The reason I'm confused is because I was trying to translate the word temptation for him (resisting temptation) and the only word I know (from the Arabic Bible) was تجربة. However, my friend said it wasn't correct (he said it mean experience) and so we kept looking and found the word إغراء in WR. 

Thanks to everyone for their comments!


----------



## analeeh

_Tajriba_ does mean 'experience', but it also means something like 'test' (as in 'to test something out') which I think is the relevant meaning here.


----------



## elroy

scetis said:


> does the word تجربة carry the meaning of temptation


 Only in the context of the Bible.


scetis said:


> should this verse, in order to be understood by modern readers, be using إغراء?


 Well, this opens up a whole Pandora’s box of questions related to translation theory.  Who is your target audience?  What is the purpose of your translation?  What features of the original do you want to preserve?  Which ones are captured by إغراء?  Which ones are captured by تجربة? 

I just checked two other Arabic translations of the Bible (Easy-to-Read and كتاب الحياة) and they both use تجربة. 


scetis said:


> I was trying to translate the word temptation for him (resisting temptation)


 In non-Biblical contexts, I would not use تجربة.


----------



## Mahaodeh

analeeh said:


> but it also means something like 'test' (as in 'to test something out')


Yes it does. The word can also refer to an experiment (as in scientific experiment). I think this was not a bad choice of word if we considered the meaning to be conveyed and (probably) the original.


elroy said:


> Only in the context of the Bible.


I think you can say that about the English term also (temptation). Personally, I would not have understood it to mean what you explained earlier without further context. I would be more likely to understand تجربة, but maybe that is because Arabic is my native language.


----------



## elroy

Maha, you bring up an excellent point (as usual)! 

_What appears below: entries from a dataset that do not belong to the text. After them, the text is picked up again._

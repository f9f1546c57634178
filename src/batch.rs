//! Multi-line evaluation against one session.
//!
//! Lines run in order against a shared [`Environment`]. A failing line is
//! recorded and skipped; it never stops the lines after it.

use std::fmt::Display;

use serde::{Serialize, Serializer};
use tracing::{debug, info, warn};

use crate::{Environment, Error, ErrorKind, Evaluation, Number, evaluate_statement};

#[derive(Debug, Clone, PartialEq, Serialize)]
pub struct LineResult {
    pub line: usize,
    pub name: String,
    pub value: Number,
    /// `name = value`
    pub result: String,
    pub postfix: String,
}

impl LineResult {
    fn new(line: usize, evaluation: Evaluation) -> Self {
        LineResult {
            line,
            result: evaluation.to_string(),
            name: evaluation.name,
            value: evaluation.value,
            postfix: evaluation.postfix,
        }
    }
}

#[derive(Debug, Clone, PartialEq)]
pub struct LineError {
    pub line: usize,
    pub kind: ErrorKind,
    pub message: String,
}

impl LineError {
    fn new(line: usize, error: &Error) -> Self {
        LineError {
            line,
            kind: error.kind(),
            message: error.to_string(),
        }
    }
}

impl Display for LineError {
    fn fmt(&self, f: &mut std::fmt::Formatter<'_>) -> std::fmt::Result {
        write!(f, "Line {}: {}: {}", self.line, self.kind, self.message)
    }
}

/// Serialized as its `Line <n>: <kind>: <message>` text.
impl Serialize for LineError {
    fn serialize<S: Serializer>(&self, serializer: S) -> Result<S::Ok, S::Error> {
        serializer.collect_str(self)
    }
}

#[derive(Debug, Clone, PartialEq, Serialize)]
pub struct BatchReport {
    /// The batch itself ran; individual lines may still have failed.
    pub success: bool,
    pub results: Vec<LineResult>,
    pub errors: Vec<LineError>,
    pub symbol_table: Environment,
}

impl BatchReport {
    pub fn is_clean(&self) -> bool {
        self.errors.is_empty()
    }
}

/// Evaluate `lines` in order. Line numbers are 1-based and count blank lines,
/// which are skipped.
pub fn evaluate_batch<'a>(
    lines: impl IntoIterator<Item = &'a str>,
    environment: &mut Environment,
) -> BatchReport {
    let mut results = Vec::new();
    let mut errors = Vec::new();

    for (index, text) in lines.into_iter().enumerate() {
        let line = index + 1;
        if text.trim().is_empty() {
            debug!(line, "skipping blank line");
            continue;
        }

        match evaluate_statement(text, environment) {
            Ok(Some(evaluation)) => results.push(LineResult::new(line, evaluation)),
            Ok(None) => debug!(line, "line held no statement"),
            Err(error) => {
                warn!(line, kind = %error.kind(), %error, "statement failed");
                errors.push(LineError::new(line, &error));
            }
        }
    }

    info!(
        evaluated = results.len(),
        failed = errors.len(),
        variables = environment.len(),
        "batch finished"
    );

    BatchReport {
        success: true,
        results,
        errors,
        symbol_table: environment.clone(),
    }
}

/// Split `source` on line breaks and evaluate it as a batch.
pub fn evaluate_source(source: &str, environment: &mut Environment) -> BatchReport {
    evaluate_batch(source.lines(), environment)
}

#[cfg(test)]
mod tests {
    use super::*;

    fn table(entries: &[(&str, Number)]) -> Environment {
        entries.iter().copied().collect()
    }

    #[test]
    fn dependent_lines() {
        let mut env = Environment::new();
        let report = evaluate_batch(["a = 5", "b = a + 3", "c = a * b"], &mut env);

        assert!(report.is_clean());
        let echoed: Vec<&str> = report.results.iter().map(|r| r.result.as_str()).collect();
        assert_eq!(echoed, vec!["a = 5", "b = 8", "c = 40"]);
        assert_eq!(
            report.symbol_table,
            table(&[
                ("a", Number::Int(5)),
                ("b", Number::Int(8)),
                ("c", Number::Int(40))
            ])
        );
        assert_eq!(report.symbol_table, env);
    }

    #[test]
    fn failing_line_is_isolated() {
        let mut env = Environment::new();
        let report = evaluate_batch(["a = 5", "b = a +", "c = a * 2"], &mut env);

        assert_eq!(report.results.len(), 2);
        assert_eq!(report.errors.len(), 1);
        assert_eq!(report.errors[0].line, 2);
        assert_eq!(report.errors[0].kind, ErrorKind::Parse);
        assert!(report.errors[0].to_string().starts_with("Line 2: Parse Error: "));
        assert_eq!(
            env,
            table(&[("a", Number::Int(5)), ("c", Number::Int(10))])
        );
    }

    #[test]
    fn blank_lines_are_skipped_but_counted() {
        let mut env = Environment::new();
        let report = evaluate_batch(["a = 5", "", "   ", "b = a + 1", "c = q"], &mut env);

        assert_eq!(report.results.len(), 2);
        assert_eq!(report.results[1].line, 4);
        assert_eq!(
            report.errors[0].to_string(),
            "Line 5: Name Error: Variable `q` is not defined."
        );
    }

    #[test]
    fn division_by_zero_keeps_earlier_results() {
        let mut env = Environment::new();
        let report = evaluate_source("a = 10\nb = 0\nc = a / b\n", &mut env);

        assert_eq!(report.results.len(), 2);
        assert_eq!(report.errors.len(), 1);
        assert_eq!(
            report.errors[0].to_string(),
            "Line 3: Arithmetic Error: division by zero"
        );
        assert!(!env.contains("c"));
    }

    #[test]
    fn results_carry_postfix() {
        let report = evaluate_batch(["result = (2 + 3) * 4"], &mut Environment::new());
        assert_eq!(report.results[0].postfix, "result 2 3 + 4 * =");
        assert_eq!(report.results[0].value, Number::Int(20));
    }

    #[test]
    fn empty_batch() {
        let report = evaluate_batch(std::iter::empty(), &mut Environment::new());
        assert!(report.results.is_empty());
        assert!(report.is_clean());
        assert!(report.symbol_table.is_empty());
    }
}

I’m realizing, thanks to your comment, that we are dealing with an interesting translation phenomenon:

The original Greek (probably) includes (at least) two features: F1|_seduction_/إغراء and F2|_testing_/تجربة.
The Arabic translation includes F2 but not F1.
The English translation includes F1 but not F2.
So something is lost in translation in each case, but it’s not the same in both cases.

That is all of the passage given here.